There is no parental bluebook for raising a future National Hockey League star or an Olympian. There’s no magic formula. There are no guarantees. But it does happen, and the Backes family of Spring Lake Park knows what it’s like.
Minnesota Hockey sat down with Karen and Steve Backes, whose son, David, is the current captain of the St. Louis Blues and a two-time U.S. Olympian. Karen and Steve offered some insight into their parenting strategies and philosophies while David was growing up.
In Multiple Sports
Growing up in Spring Lake Park, David was a multi-sport athlete as he played soccer, baseball, tennis and, of course, hockey.
“We didn’t want him to eat, drink, sleep and do everything hockey as a kid,” said Karen, who added that by playing other sports, David wouldn’t get burnt out by just focusing on one sport. It also helped that David enjoyed other sports, and they likely helped him become a better athlete.
In the Stands
As with any parent who has kids in youth sports, both Karen and Steve were always passionate supporters of David at practices and games, but they were careful with how they displayed it.

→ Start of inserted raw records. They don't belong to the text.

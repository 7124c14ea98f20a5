//! Toolbar palette and color parsing.

use image::Rgba;

use crate::error::StudioError;

/// Swatches offered by the toolbar, in display order.
pub const PALETTE: [&str; 14] = [
    "#ef4444", "#f97316", "#f59e0b", "#84cc16", "#10b981", "#06b6d4", "#3b82f6", "#6366f1",
    "#8b5cf6", "#d946ef", "#f43f5e", "#000000", "#ffffff", "#4b5563",
];

/// Brush color selected when a studio opens.
pub const DEFAULT_COLOR: &str = "#ef4444";

/// Brush width in pixels.
pub const DEFAULT_LINE_WIDTH: u32 = 6;

/// Widest brush accepted.
pub const MAX_LINE_WIDTH: u32 = 128;

/// Canvas background. The eraser paints with this color.
pub const BACKGROUND: Rgba<u8> = Rgba([255, 255, 255, 255]);

/// Parse a CSS-style color: `#rgb`, `#rrggbb`, `#rrggbbaa`, `white` or `black`.
pub fn parse_color(value: &str) -> Result<Rgba<u8>, StudioError> {
    let value = value.trim();
    match value.to_ascii_lowercase().as_str() {
        "white" => return Ok(BACKGROUND),
        "black" => return Ok(Rgba([0, 0, 0, 255])),
        _ => {}
    }

    let hex = value
        .strip_prefix('#')
        .ok_or_else(|| StudioError::InvalidInput(format!("Unsupported color '{}'", value)))?;
    if !hex.is_ascii() {
        return Err(StudioError::InvalidInput(format!("Invalid hex color '{}'", value)));
    }

    let channel = |s: &str| {
        u8::from_str_radix(s, 16)
            .map_err(|_| StudioError::InvalidInput(format!("Invalid hex color '{}'", value)))
    };

    match hex.len() {
        3 => {
            let mut rgb = [0u8; 3];
            for (i, c) in hex.char_indices() {
                let nibble = channel(&hex[i..i + c.len_utf8()])?;
                rgb[i] = nibble * 17;
            }
            Ok(Rgba([rgb[0], rgb[1], rgb[2], 255]))
        }
        6 | 8 => {
            let r = channel(&hex[0..2])?;
            let g = channel(&hex[2..4])?;
            let b = channel(&hex[4..6])?;
            let a = if hex.len() == 8 { channel(&hex[6..8])? } else { 255 };
            Ok(Rgba([r, g, b, a]))
        }
        _ => Err(StudioError::InvalidInput(format!(
            "Invalid hex color '{}'",
            value
        ))),
    }
}

/// Format a color as `#rrggbb` (alpha dropped).
pub fn to_hex(color: Rgba<u8>) -> String {
    format!("#{:02x}{:02x}{:02x}", color[0], color[1], color[2])
}

#[cfg(test)]
mod tests {
    use super::*;

    #[test]
    fn test_parse_long_hex() {
        assert_eq!(parse_color("#ef4444").unwrap(), Rgba([0xef, 0x44, 0x44, 255]));
        assert_eq!(parse_color("#EF4444").unwrap(), Rgba([0xef, 0x44, 0x44, 255]));
    }

    #[test]
    fn test_parse_short_hex_and_names() {
        assert_eq!(parse_color("#fff").unwrap(), BACKGROUND);
        assert_eq!(parse_color("white").unwrap(), BACKGROUND);
        assert_eq!(parse_color("black").unwrap(), Rgba([0, 0, 0, 255]));
    }

    #[test]
    fn test_parse_with_alpha() {
        assert_eq!(parse_color("#00000080").unwrap(), Rgba([0, 0, 0, 0x80]));
    }

    #[test]
    fn test_parse_rejects_garbage() {
        assert!(parse_color("red").is_err());
        assert!(parse_color("#12").is_err());
        assert!(parse_color("#gggggg").is_err());
        assert!(parse_color("#ééé").is_err());
        assert!(parse_color("#aéaaa").is_err());
        assert!(parse_color("#ef44éé").is_err());
    }

    #[test]
    fn test_palette_round_trips() {
        for swatch in PALETTE {
            assert_eq!(to_hex(parse_color(swatch).unwrap()), swatch);
        }
    }
}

Karen iterated how she and her husband noticed other parents who would constantly scream at coaches, players and officials. It’s the type of behavior she and Steve never wanted to exhibit. Hockey parents make a lot of sacrifices and commitment to their child’s experience, so it’s natural for parents to want to be a little too involved, as Karen explained.
“We both did cheer at the games. David would tell me that he could hear me up in the stands, which may have been his way of saying to be not so vocal,” Karen said. “Most of what I was cheering about was encouraging-type comments and that kind of response.”
In the Car
While both Backes’ weren’t necessarily vocal at games, they were still one of David’s guiding hands as he progressed in his hockey career. Sometimes, parents may even utilize the car ride home after a game as a place for offering constructive criticism for a child’s play. For the Backes’, though, that typically wasn’t their strategy with David.
“If there was something wrong that happened in the game or negative that happened in the game, David was already beating himself up about it,” Karen said. “The coach in the locker room after the game would get his two cents in.
“So, by the time he got in the car, we really learned that that’s not the time to talk to your player about the game or try to correct any plays that he or she was doing. What we tried to do was wait until times were a little calmer to have a better conversation with him and try not to be too harsh or negative about it.”
In Juniors and College
Once David transitioned from high school graduation to the United States Hockey League’s (USHL) Lincoln Stars and Minnesota State-Mankato, Karen and Steve stood by as David’s most loyal fans. They always let the coaches coach and remained supportive through ups and downs.
“We were not the experts, so we left that in the coaches’ hands,” said Steve about offering any hockey-specific advice for David.
In the NHL Spotlight
Now that David has become an NHL captain and two-time Olympian over the past decade, Karen and Steve can reflect on their time with David as a youngster and offer some advice for parents who have a budding NHL star or just kid who loves the game.
“Everyone wants their kid to be a professional hockey player, but the reality is, there’s a small chance that they’re going to play junior, college or professional hockey,” Karen said. “It’s important to remember for kids to have fun out there. … Growing up and playing hockey with their friends in their community is an important piece of that childhood.”